Carrier frequency (CF) and
predicted genetic prevalence analysis (pGP)
For CF and pGP analysis, only heterozygous PLPV (not homozygous PLPV)
was considered (Hanany et al., 2018; Hanany, Rivolta, & Sharon, 2020).
Therefore, the allele frequency of heterozygous PLPV
(AFV) and CFV for a variant V were
calculated as follows:
\(AF_{V}\) =\(\frac{allele\ count-2*\text{homozygous}\text{\ count}}{\text{allele}\text{\ number}}\)
\(CF_{V}\) =\(\frac{AF_{\text{V\ }}*\ allele\ number\ }{\text{Number\ of\ individuals}}\)= \(2AF_{V}\)
Where the allele count (number of variant alleles), allele number
(number of genotyped alleles = 2 * number of individuals) and homozygous
count (number of homozygous individuals) for a variant was provided by
gnomAD.
For the CF and pGP in a gene level (CFG and
pGPG, respectively), two methods were applied. The first
method (method 1) followed CFG and pGPGcalculations as previously described (Hanany et al., 2020) as follows:
\(CF_{G}\) = \(1-\prod_{k=1}^{n}{(1-CF_{V})}\)

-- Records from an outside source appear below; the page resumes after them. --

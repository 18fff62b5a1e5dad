use crate::error::VmError;
use crate::interpreter::Machine;
use crate::memory::ObjectKind;
use crate::primitives::one_based;
use crate::value::Value;

pub fn class(machine: &mut Machine, _argc: usize) -> Result<(), VmError> {
    let receiver = machine.pop()?;
    let class = machine.class_of(receiver)?;
    machine.push(class)
}

pub fn size(machine: &mut Machine, _argc: usize) -> Result<(), VmError> {
    let receiver = machine.pop()?;
    let size = machine.memory.size(receiver)?;
    let size = machine.small_value("size", size)?;
    machine.push(size)
}

pub fn hash(machine: &mut Machine, _argc: usize) -> Result<(), VmError> {
    let receiver = machine.pop()?;
    let hash = machine.memory.hash(receiver)?;
    machine.push(Value::SmallInt(hash as i32))
}

pub fn identical(machine: &mut Machine, _argc: usize) -> Result<(), VmError> {
    let other = machine.pop()?;
    let receiver = machine.pop()?;
    let result = machine.boolean(receiver == other);
    machine.push(result)
}

fn new_object(machine: &mut Machine, kind: ObjectKind) -> Result<(), VmError> {
    let size = machine.pop()?;
    let size = machine.expect_index("new:", size)?;
    let class = machine.pop()?;
    let object = machine.create_object(class, size, kind)?;
    machine.push(object)
}

pub fn new_words(machine: &mut Machine, _argc: usize) -> Result<(), VmError> {
    new_object(machine, ObjectKind::Words)
}

pub fn new_bytes(machine: &mut Machine, _argc: usize) -> Result<(), VmError> {
    new_object(machine, ObjectKind::Bytes)
}

pub fn new_pointers(machine: &mut Machine, _argc: usize) -> Result<(), VmError> {
    new_object(machine, ObjectKind::Pointers)
}

/// Pops `index` then the receiver.
fn indexed(machine: &mut Machine, operation: &'static str) -> Result<(Value, usize), VmError> {
    let index = machine.pop()?;
    let receiver = machine.pop()?;
    Ok((receiver, one_based(machine, operation, index)?))
}

pub fn word_at(machine: &mut Machine, _argc: usize) -> Result<(), VmError> {
    let (receiver, i) = indexed(machine, "wordAt:")?;
    let word = machine.memory.get_word(receiver, i)?;
    let value = Value::small(word as i64).ok_or(VmError::IntegerOverflow { operation: "wordAt:" })?;
    machine.push(value)
}

pub fn byte_at(machine: &mut Machine, _argc: usize) -> Result<(), VmError> {
    let (receiver, i) = indexed(machine, "byteAt:")?;
    let byte = machine.memory.get_byte(receiver, i)?;
    machine.push(Value::SmallInt(byte as i32))
}

pub fn pointer_at(machine: &mut Machine, _argc: usize) -> Result<(), VmError> {
    let (receiver, i) = indexed(machine, "at:")?;
    let value = machine.memory.get_ptr(receiver, i)?;
    machine.push(value)
}

pub fn word_at_put(machine: &mut Machine, _argc: usize) -> Result<(), VmError> {
    let value = machine.pop()?;
    let (receiver, i) = indexed(machine, "wordAt:put:")?;
    let n = machine.expect_small("wordAt:put:", value)?;
    let word = u32::try_from(n).map_err(|_| VmError::ValueOutOfRange {
        operation: "wordAt:put:",
        value: n as i64,
    })?;
    machine.memory.set_word(receiver, i, word)?;
    machine.push(value)
}

pub fn byte_at_put(machine: &mut Machine, _argc: usize) -> Result<(), VmError> {
    let value = machine.pop()?;
    let (receiver, i) = indexed(machine, "byteAt:put:")?;
    let n = machine.expect_small("byteAt:put:", value)?;
    let byte = u8::try_from(n).map_err(|_| VmError::ValueOutOfRange {
        operation: "byteAt:put:",
        value: n as i64,
    })?;
    machine.memory.set_byte(receiver, i, byte)?;
    machine.push(value)
}

pub fn pointer_at_put(machine: &mut Machine, _argc: usize) -> Result<(), VmError> {
    let value = machine.pop()?;
    let (receiver, i) = indexed(machine, "at:put:")?;
    machine.memory.set_ptr(receiver, i, value)?;
    machine.push(value)
}

#[cfg(test)]
mod tests {
    use crate::bootstrap::bootstrap;
    use crate::error::{EvalError, VmError};
    use crate::interpreter::{Completion, Machine};
    use crate::memory::MemorySettings;
    use crate::value::Value;

    fn eval(m: &mut Machine, source: &str) -> Result<Value, EvalError> {
        match m.evaluate(source)? {
            Completion::Returned(v) => Ok(v),
            Completion::ShutDown => panic!("shutdown"),
        }
    }

    #[test]
    fn test_new_array_is_nil_filled() {
        let mut m = bootstrap(MemorySettings::default()).unwrap();
        let a = eval(&mut m, "Array new: 4").unwrap();
        assert_eq!(m.memory.size(a).unwrap(), 4);
        for i in 0..4 {
            assert_eq!(m.memory.get_ptr(a, i).unwrap(), m.nil());
        }
    }

    #[test]
    fn test_indexing_is_one_based() {
        let mut m = bootstrap(MemorySettings::default()).unwrap();
        let v = eval(&mut m, "| a | a := Array new: 3. a at: 1 put: 10. a at: 3 put: 30. (a at: 1) + (a at: 3)").unwrap();
        assert_eq!(v, Value::SmallInt(40));
        let err = eval(&mut m, "(Array new: 3) at: 0").unwrap_err();
        assert!(matches!(err, EvalError::Fatal(VmError::IndexOutOfRange { .. })), "{err}");
        let err = eval(&mut m, "(Array new: 3) at: 4").unwrap_err();
        assert!(matches!(err, EvalError::Fatal(VmError::IndexOutOfRange { .. })), "{err}");
    }

    #[test]
    fn test_word_arrays() {
        let mut m = bootstrap(MemorySettings::default()).unwrap();
        let v = eval(&mut m, "| w | w := WordArray new: 2. w at: 2 put: 123456. (w at: 1) + (w at: 2)").unwrap();
        assert_eq!(v, Value::SmallInt(123456));
    }

    #[test]
    fn test_identity_and_reflection() {
        let mut m = bootstrap(MemorySettings::default()).unwrap();
        assert_eq!(eval(&mut m, "3 == 3").unwrap(), m.registers.known.true_object);
        assert_eq!(eval(&mut m, "#foo == #foo").unwrap(), m.registers.known.true_object);
        assert_eq!(eval(&mut m, "'a' == 'a'").unwrap(), m.registers.known.false_object);
        assert_eq!(eval(&mut m, "3 class").unwrap(), m.registers.known.short_integer);
        assert_eq!(eval(&mut m, "42 hash").unwrap(), Value::SmallInt(0));
        assert_eq!(eval(&mut m, "'hello' size").unwrap(), Value::SmallInt(5));
    }

    #[test]
    fn test_wrong_arity_is_fatal() {
        let mut m = bootstrap(MemorySettings::default()).unwrap();
        let err = eval(&mut m, "<60 1>").unwrap_err();
        assert!(
            matches!(err, EvalError::Fatal(VmError::PrimitiveArity { primitive: 60, expected: 2, got: 1 })),
            "{err}"
        );
    }
}
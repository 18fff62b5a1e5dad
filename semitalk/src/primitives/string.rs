use std::io::Write;

use crate::error::VmError;
use crate::interpreter::Machine;
use crate::memory::ObjectKind;
use crate::primitives::one_based;
use crate::value::Value;

/// `a , b`: a new String holding the bytes of both (strings or symbols).
pub fn concatenate(machine: &mut Machine, _argc: usize) -> Result<(), VmError> {
    let rhs = machine.pop()?;
    let lhs = machine.pop()?;
    let (lhs_len, rhs_len) = (machine.memory.size(lhs)?, machine.memory.size(rhs)?);
    // both operands must be byte objects before anything is allocated
    machine.memory.bytes(lhs)?;
    machine.memory.bytes(rhs)?;

    let base = machine.hold(&[lhs, rhs]);
    let class = machine.registers.known.string;
    let result = machine.create_object(class, lhs_len + rhs_len, ObjectKind::Bytes)?;
    let [lhs, rhs] = machine.release(base);

    let mut joined = Vec::with_capacity(lhs_len + rhs_len);
    joined.extend_from_slice(machine.memory.bytes(lhs)?);
    joined.extend_from_slice(machine.memory.bytes(rhs)?);
    machine.memory.bytes_mut(result)?.copy_from_slice(&joined);
    machine.push(result)
}

pub fn string_at(machine: &mut Machine, _argc: usize) -> Result<(), VmError> {
    let index = machine.pop()?;
    let receiver = machine.pop()?;
    let i = one_based(machine, "at:", index)?;
    let byte = machine.memory.get_byte(receiver, i)?;
    let character = machine.character(byte);
    machine.push(character)
}

pub fn string_at_put(machine: &mut Machine, _argc: usize) -> Result<(), VmError> {
    let value = machine.pop()?;
    let index = machine.pop()?;
    let receiver = machine.pop()?;
    let i = one_based(machine, "at:put:", index)?;
    let byte = machine.character_value(value)?;
    machine.memory.set_byte(receiver, i, byte)?;
    machine.push(value)
}

pub fn character_value(machine: &mut Machine, _argc: usize) -> Result<(), VmError> {
    let receiver = machine.pop()?;
    let byte = machine.character_value(receiver)?;
    machine.push(Value::SmallInt(byte as i32))
}

pub fn character_from_value(machine: &mut Machine, _argc: usize) -> Result<(), VmError> {
    let value = machine.pop()?;
    let n = machine.expect_small("Character value:", value)?;
    let byte = u8::try_from(n).map_err(|_| VmError::ValueOutOfRange {
        operation: "Character value:",
        value: n as i64,
    })?;
    let character = machine.character(byte);
    machine.push(character)
}

pub fn output_string(machine: &mut Machine, _argc: usize) -> Result<(), VmError> {
    let receiver = machine.pop()?;
    let bytes = machine.memory.bytes(receiver)?;
    machine.output.write_all(bytes)?;
    machine.output.flush()?;
    machine.push(receiver)
}

pub fn output_character(machine: &mut Machine, _argc: usize) -> Result<(), VmError> {
    let receiver = machine.pop()?;
    let byte = machine.character_value(receiver)?;
    machine.output.write_all(&[byte])?;
    machine.output.flush()?;
    machine.push(receiver)
}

\(\text{pGP}_{G}\) =\(\frac{\sum_{k=1}^{n}{{(CF_{V})}_{\text{ik}}{(CF_{V})}_{\text{ik}}}}{4}\)
The second method (method 2) was based on the Hardy–Weinberg equation.
The CFG was calculated as follows:
CFG = \(\sum_{k=1}^{n}{\text{CF}_{V}(k)}\)
Using the Hardy–Weinberg equation (p2 + 2pq +
q2 =1), the predicted genetic prevalence of congenital
hypothyroidism (q2) as pGPG was
calculated as follows:
\begin{equation}
CF_{G}=2pq=2\left(1-q\right)q\nonumber \\
\end{equation}\begin{equation}
q=\frac{-(-2)-\sqrt{{(-2)}^{2}-4(2*CF_{G})}}{2*2}\nonumber \\
\end{equation}\begin{equation}
q^{2}=\ \text{pGP}_{G}=\left(\frac{2-\sqrt{4-(8*CF_{G})}}{4}\right)^{2}\nonumber \\
\end{equation}Comparison analysis between method 1 and method 2 was performed using
linear regression (IBM SPSS statistics version 25, Chicago, IL, USA).
The total pGP, in terms of the proportion of individuals in each ethnic
group predicted to be affected by the PLPV in all candidate 10 genes,
was calculated as the sum of each pGPG.